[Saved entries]
----------------

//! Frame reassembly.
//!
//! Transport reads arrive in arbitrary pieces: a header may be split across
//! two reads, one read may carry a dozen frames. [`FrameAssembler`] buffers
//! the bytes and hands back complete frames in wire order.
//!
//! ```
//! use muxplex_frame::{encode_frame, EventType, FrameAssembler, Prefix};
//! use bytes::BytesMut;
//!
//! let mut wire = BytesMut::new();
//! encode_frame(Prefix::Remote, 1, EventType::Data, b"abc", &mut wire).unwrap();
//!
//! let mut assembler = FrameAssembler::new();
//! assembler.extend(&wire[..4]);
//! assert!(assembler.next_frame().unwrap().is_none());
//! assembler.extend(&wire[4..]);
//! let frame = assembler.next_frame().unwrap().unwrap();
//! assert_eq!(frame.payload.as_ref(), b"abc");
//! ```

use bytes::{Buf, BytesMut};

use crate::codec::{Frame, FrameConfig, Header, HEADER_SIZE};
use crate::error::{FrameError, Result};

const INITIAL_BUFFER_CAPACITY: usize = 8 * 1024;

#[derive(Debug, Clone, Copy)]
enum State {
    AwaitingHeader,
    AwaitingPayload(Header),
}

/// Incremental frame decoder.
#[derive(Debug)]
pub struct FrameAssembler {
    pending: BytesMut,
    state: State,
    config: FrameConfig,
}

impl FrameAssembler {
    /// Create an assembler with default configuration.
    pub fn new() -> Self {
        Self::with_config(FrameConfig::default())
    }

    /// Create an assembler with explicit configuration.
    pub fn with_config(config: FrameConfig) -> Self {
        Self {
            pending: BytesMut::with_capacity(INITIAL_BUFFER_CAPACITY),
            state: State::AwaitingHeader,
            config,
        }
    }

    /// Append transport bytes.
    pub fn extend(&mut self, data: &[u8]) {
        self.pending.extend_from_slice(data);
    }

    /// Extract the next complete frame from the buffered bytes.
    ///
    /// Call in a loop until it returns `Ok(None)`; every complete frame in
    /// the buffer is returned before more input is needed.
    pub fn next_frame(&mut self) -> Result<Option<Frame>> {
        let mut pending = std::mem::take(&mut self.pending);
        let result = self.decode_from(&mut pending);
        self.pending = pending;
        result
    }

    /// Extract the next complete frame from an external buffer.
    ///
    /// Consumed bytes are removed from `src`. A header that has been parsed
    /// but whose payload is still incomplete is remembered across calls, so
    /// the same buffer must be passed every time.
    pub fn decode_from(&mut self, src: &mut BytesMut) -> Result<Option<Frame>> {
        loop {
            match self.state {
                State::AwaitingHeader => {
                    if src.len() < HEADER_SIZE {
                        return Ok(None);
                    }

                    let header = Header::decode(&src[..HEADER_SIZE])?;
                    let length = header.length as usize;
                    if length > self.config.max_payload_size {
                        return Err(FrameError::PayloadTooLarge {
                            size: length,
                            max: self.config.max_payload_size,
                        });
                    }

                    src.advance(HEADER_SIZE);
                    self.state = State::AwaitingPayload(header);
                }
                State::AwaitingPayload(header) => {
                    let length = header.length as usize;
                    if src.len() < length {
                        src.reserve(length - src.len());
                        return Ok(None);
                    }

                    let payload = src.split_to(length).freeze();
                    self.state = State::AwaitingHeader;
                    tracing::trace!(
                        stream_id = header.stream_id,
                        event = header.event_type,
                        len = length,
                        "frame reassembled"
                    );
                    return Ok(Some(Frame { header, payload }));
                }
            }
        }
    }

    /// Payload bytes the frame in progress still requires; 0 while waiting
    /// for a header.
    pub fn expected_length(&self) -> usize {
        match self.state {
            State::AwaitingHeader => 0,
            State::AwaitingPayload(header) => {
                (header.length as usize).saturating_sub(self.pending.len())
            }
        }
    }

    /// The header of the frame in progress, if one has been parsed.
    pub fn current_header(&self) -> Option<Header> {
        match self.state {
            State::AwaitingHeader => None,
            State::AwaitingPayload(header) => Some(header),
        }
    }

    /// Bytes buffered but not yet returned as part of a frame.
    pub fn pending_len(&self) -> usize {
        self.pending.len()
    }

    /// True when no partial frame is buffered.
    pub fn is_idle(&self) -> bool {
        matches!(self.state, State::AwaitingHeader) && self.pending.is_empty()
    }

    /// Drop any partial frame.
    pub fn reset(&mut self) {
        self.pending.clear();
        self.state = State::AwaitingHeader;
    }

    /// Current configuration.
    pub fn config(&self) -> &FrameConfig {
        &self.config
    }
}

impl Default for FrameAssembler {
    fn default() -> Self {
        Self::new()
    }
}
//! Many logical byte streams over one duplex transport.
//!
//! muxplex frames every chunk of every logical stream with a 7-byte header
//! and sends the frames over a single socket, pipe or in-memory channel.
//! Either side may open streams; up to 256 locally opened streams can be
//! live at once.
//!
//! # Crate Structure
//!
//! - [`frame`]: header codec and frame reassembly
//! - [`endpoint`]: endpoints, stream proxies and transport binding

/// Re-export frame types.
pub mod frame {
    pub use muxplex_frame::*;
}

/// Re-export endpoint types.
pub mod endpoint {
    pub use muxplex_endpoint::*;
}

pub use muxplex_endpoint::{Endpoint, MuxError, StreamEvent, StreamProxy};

----------------

### [Problem]
Could every entry above be printed again, word for word?

### [Output for this exercise]
//! Frame reassembly.
//!
//! Transport reads arrive in arbitrary pieces: a header may be split across
//! two reads, one read may carry a dozen frames. [`FrameAssembler`] buffers
//! the bytes and hands back complete frames in wire order.
//!
//! ```
//! use muxplex_frame::{encode_frame, EventType, FrameAssembler, Prefix};
//! use bytes::BytesMut;
//!
//! let mut wire = BytesMut::new();
//! encode_frame(Prefix::Remote, 1, EventType::Data, b"abc", &mut wire).unwrap();
//!
//! let mut assembler = FrameAssembler::new();
//! assembler.extend(&wire[..4]);
//! assert!(assembler.next_frame().unwrap().is_none());
//! assembler.extend(&wire[4..]);
//! let frame = assembler.next_frame().unwrap().unwrap();
//! assert_eq!(frame.payload.as_ref(), b"abc");
//! ```

use bytes::{Buf, BytesMut};

use crate::codec::{Frame, FrameConfig, Header, HEADER_SIZE};
use crate::error::{FrameError, Result};

const INITIAL_BUFFER_CAPACITY: usize = 8 * 1024;

#[derive(Debug, Clone, Copy)]
enum State {
    AwaitingHeader,
    AwaitingPayload(Header),
}

/// Incremental frame decoder.
#[derive(Debug)]
pub struct FrameAssembler {
    pending: BytesMut,
    state: State,
    config: FrameConfig,
}

impl FrameAssembler {
    /// Create an assembler with default configuration.
    pub fn new() -> Self {
        Self::with_config(FrameConfig::default())
    }

    /// Create an assembler with explicit configuration.
    pub fn with_config(config: FrameConfig) -> Self {
        Self {
            pending: BytesMut::with_capacity(INITIAL_BUFFER_CAPACITY),
            state: State::AwaitingHeader,
            config,
        }
    }

    /// Append transport bytes.
    pub fn extend(&mut self, data: &[u8]) {
        self.pending.extend_from_slice(data);
    }

    /// Extract the next complete frame from the buffered bytes.
    ///
    /// Call in a loop until it returns `Ok(None)`; every complete frame in
    /// the buffer is returned before more input is needed.
    pub fn next_frame(&mut self) -> Result<Option<Frame>> {
        let mut pending = std::mem::take(&mut self.pending);
        let result = self.decode_from(&mut pending);
        self.pending = pending;
        result
    }

    /// Extract the next complete frame from an external buffer.
    ///
    /// Consumed bytes are removed from `src`. A header that has been parsed
    /// but whose payload is still incomplete is remembered across calls, so
    /// the same buffer must be passed every time.
    pub fn decode_from(&mut self, src: &mut BytesMut) -> Result<Option<Frame>> {
        loop {
            match self.state {
                State::AwaitingHeader => {
                    if src.len() < HEADER_SIZE {
                        return Ok(None);
                    }

                    let header = Header::decode(&src[..HEADER_SIZE])?;
                    let length = header.length as usize;
                    if length > self.config.max_payload_size {
                        return Err(FrameError::PayloadTooLarge {
                            size: length,
                            max: self.config.max_payload_size,
                        });
                    }

                    src.advance(HEADER_SIZE);
                    self.state = State::AwaitingPayload(header);
                }
                State::AwaitingPayload(header) => {
                    let length = header.length as usize;
                    if src.len() < length {
                        src.reserve(length - src.len());
                        return Ok(None);
                    }

                    let payload = src.split_to(length).freeze();
                    self.state = State::AwaitingHeader;
                    tracing::trace!(
                        stream_id = header.stream_id,
                        event = header.event_type,
                        len = length,
                        "frame reassembled"
                    );
                    return Ok(Some(Frame { header, payload }));
                }
            }
        }
    }

    /// Payload bytes the frame in progress still requires; 0 while waiting
    /// for a header.
    pub fn expected_length(&self) -> usize {
        match self.state {
            State::AwaitingHeader => 0,
            State::AwaitingPayload(header) => {
                (header.length as usize).saturating_sub(self.pending.len())
            }
        }
    }

    /// The header of the frame in progress, if one has been parsed.
    pub fn current_header(&self) -> Option<Header> {
        match self.state {
            State::AwaitingHeader => None,
            State::AwaitingPayload(header) => Some(header),
        }
    }

    /// Bytes buffered but not yet returned as part of a frame.
    pub fn pending_len(&self) -> usize {
        self.pending.len()
    }

    /// True when no partial frame is buffered.
    pub fn is_idle(&self) -> bool {
        matches!(self.state, State::AwaitingHeader) && self.pending.is_empty()
    }

    /// Drop any partial frame.
    pub fn reset(&mut self) {
        self.pending.clear();
        self.state = State::AwaitingHeader;
    }

    /// Current configuration.
    pub fn config(&self) -> &FrameConfig {
        &self.config
    }
}

impl Default for FrameAssembler {
    fn default() -> Self {
        Self::new()
    }
}
//! Many logical byte streams over one duplex transport.
//!
//! muxplex frames every chunk of every logical stream with a 7-byte header
//! and sends the frames over a single socket, pipe or in-memory channel.
//! Either side may open streams; up to 256 locally opened streams can be
//! live at once.
//!
//! # Crate Structure
//!
//! - [`frame`]: header codec and frame reassembly
//! - [`endpoint`]: endpoints, stream proxies and transport binding

/// Re-export frame types.
pub mod frame {
    pub use muxplex_frame::*;
}

/// Re-export endpoint types.
pub mod endpoint {
    pub use muxplex_endpoint::*;
}

pub use muxplex_endpoint::{Endpoint, MuxError, StreamEvent, StreamProxy};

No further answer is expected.